▶ **Problem**
From the data, return each line holding the word "axum".

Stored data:

________________

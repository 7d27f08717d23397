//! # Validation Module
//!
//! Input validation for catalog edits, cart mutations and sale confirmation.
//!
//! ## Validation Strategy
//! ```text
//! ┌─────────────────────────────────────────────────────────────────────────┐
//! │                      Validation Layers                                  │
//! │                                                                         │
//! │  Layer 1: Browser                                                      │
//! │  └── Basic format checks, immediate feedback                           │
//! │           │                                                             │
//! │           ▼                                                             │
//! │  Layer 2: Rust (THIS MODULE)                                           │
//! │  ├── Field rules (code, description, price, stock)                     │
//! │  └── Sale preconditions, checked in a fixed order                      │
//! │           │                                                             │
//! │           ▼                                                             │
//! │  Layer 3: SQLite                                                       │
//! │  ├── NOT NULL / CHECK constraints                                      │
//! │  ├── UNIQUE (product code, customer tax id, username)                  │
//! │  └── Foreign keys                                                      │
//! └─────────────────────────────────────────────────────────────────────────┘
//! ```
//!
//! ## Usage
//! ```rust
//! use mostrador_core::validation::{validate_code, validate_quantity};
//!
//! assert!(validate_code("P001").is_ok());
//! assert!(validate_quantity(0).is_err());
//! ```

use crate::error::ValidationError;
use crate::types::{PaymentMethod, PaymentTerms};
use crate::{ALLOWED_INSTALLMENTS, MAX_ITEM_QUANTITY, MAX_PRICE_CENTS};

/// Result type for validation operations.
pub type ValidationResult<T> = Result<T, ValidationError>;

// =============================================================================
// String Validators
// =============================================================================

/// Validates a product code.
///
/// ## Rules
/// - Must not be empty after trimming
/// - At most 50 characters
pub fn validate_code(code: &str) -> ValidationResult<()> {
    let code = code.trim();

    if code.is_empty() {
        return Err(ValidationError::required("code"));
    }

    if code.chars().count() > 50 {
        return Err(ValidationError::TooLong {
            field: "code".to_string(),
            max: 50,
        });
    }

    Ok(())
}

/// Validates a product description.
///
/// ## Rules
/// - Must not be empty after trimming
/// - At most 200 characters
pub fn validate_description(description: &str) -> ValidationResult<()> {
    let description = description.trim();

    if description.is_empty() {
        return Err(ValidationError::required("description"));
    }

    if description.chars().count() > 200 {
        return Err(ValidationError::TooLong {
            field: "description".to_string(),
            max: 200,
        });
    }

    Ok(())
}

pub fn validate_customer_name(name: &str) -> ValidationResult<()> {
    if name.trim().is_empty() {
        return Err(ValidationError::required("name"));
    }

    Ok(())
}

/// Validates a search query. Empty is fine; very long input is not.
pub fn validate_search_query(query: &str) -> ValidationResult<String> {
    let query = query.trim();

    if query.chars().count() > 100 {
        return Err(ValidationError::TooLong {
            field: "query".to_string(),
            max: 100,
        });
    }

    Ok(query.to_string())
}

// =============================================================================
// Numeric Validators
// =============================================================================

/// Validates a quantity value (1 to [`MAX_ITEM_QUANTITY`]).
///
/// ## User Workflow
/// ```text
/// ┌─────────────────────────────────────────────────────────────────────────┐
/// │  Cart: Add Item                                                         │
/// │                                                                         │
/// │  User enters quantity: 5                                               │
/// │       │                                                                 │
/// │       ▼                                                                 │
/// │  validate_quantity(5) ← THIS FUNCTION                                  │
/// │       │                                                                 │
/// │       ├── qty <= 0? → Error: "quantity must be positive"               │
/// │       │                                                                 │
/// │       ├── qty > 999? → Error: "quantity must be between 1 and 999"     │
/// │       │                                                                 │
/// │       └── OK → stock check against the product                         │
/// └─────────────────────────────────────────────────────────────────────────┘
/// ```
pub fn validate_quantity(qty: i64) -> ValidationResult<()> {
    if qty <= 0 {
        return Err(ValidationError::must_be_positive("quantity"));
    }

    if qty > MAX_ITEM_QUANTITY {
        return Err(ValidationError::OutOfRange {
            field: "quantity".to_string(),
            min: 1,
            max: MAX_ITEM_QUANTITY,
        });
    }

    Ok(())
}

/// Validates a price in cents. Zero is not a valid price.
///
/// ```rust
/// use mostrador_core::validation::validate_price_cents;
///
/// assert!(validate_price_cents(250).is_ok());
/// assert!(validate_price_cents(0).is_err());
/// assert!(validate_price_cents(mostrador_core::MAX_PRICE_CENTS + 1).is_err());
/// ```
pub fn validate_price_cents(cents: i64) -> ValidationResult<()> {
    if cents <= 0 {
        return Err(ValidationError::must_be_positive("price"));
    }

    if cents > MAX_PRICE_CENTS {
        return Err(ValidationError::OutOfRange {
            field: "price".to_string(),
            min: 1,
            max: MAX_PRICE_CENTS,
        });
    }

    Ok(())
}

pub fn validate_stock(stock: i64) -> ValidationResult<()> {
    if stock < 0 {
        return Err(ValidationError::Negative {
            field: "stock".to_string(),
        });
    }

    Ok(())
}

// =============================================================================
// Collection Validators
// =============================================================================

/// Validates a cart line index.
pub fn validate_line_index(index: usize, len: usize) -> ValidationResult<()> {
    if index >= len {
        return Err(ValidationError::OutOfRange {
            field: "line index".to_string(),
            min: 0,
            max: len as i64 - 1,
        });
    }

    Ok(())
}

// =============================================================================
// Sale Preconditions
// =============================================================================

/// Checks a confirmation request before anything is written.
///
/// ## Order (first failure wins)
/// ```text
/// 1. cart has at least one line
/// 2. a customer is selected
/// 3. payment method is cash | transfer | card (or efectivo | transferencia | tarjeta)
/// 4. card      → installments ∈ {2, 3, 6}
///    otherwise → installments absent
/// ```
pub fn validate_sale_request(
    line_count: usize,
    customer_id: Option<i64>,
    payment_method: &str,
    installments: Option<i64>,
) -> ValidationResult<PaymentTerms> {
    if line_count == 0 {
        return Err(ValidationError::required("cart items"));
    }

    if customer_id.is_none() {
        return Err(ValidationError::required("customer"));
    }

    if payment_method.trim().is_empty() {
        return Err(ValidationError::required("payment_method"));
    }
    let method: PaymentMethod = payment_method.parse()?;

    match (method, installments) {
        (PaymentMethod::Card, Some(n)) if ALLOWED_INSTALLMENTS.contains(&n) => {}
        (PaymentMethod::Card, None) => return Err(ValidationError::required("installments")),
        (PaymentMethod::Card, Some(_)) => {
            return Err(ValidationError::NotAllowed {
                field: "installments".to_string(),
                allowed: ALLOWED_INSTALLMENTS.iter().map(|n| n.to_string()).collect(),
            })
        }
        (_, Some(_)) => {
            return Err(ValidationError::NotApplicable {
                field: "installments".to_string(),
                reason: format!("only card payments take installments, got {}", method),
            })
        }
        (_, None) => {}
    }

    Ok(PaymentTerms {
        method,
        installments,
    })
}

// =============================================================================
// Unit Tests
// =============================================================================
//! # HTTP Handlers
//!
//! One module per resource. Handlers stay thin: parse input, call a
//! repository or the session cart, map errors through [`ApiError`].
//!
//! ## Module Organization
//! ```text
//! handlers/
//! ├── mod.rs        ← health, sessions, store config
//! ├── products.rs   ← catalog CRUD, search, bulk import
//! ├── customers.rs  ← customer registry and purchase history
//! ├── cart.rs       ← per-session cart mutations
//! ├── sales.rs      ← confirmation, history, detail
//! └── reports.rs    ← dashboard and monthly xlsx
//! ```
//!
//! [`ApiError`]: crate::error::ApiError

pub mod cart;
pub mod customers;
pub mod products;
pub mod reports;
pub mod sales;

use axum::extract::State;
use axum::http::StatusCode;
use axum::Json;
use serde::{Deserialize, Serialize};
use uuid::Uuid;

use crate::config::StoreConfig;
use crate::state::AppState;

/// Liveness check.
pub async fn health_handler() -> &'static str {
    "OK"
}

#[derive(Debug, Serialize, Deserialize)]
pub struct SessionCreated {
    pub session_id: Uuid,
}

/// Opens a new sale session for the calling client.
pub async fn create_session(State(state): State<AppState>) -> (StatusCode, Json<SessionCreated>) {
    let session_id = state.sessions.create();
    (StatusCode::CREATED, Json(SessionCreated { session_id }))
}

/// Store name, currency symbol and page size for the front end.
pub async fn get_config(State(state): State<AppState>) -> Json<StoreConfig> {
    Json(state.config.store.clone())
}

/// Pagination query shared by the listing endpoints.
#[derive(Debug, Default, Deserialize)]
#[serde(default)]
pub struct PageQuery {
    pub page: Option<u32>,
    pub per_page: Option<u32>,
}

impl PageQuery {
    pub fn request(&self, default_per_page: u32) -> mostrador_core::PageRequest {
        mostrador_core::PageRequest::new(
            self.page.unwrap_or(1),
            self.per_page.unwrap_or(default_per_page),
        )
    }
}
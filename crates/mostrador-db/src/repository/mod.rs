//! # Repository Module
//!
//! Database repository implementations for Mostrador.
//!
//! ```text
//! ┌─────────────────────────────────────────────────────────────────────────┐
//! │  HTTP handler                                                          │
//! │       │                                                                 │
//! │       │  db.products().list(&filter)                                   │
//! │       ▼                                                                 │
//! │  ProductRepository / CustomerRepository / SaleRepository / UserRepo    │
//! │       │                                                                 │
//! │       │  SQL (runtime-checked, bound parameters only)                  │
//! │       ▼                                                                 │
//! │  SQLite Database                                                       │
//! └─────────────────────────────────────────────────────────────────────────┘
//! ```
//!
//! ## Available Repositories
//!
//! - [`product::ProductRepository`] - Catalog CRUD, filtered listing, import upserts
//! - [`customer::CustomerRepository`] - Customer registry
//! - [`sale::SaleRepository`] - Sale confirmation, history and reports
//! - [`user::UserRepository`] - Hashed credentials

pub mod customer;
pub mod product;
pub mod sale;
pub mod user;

________________

▶ **Solution to this exercise**
use axum::extract::State;
use axum::http::StatusCode;
use axum::Json;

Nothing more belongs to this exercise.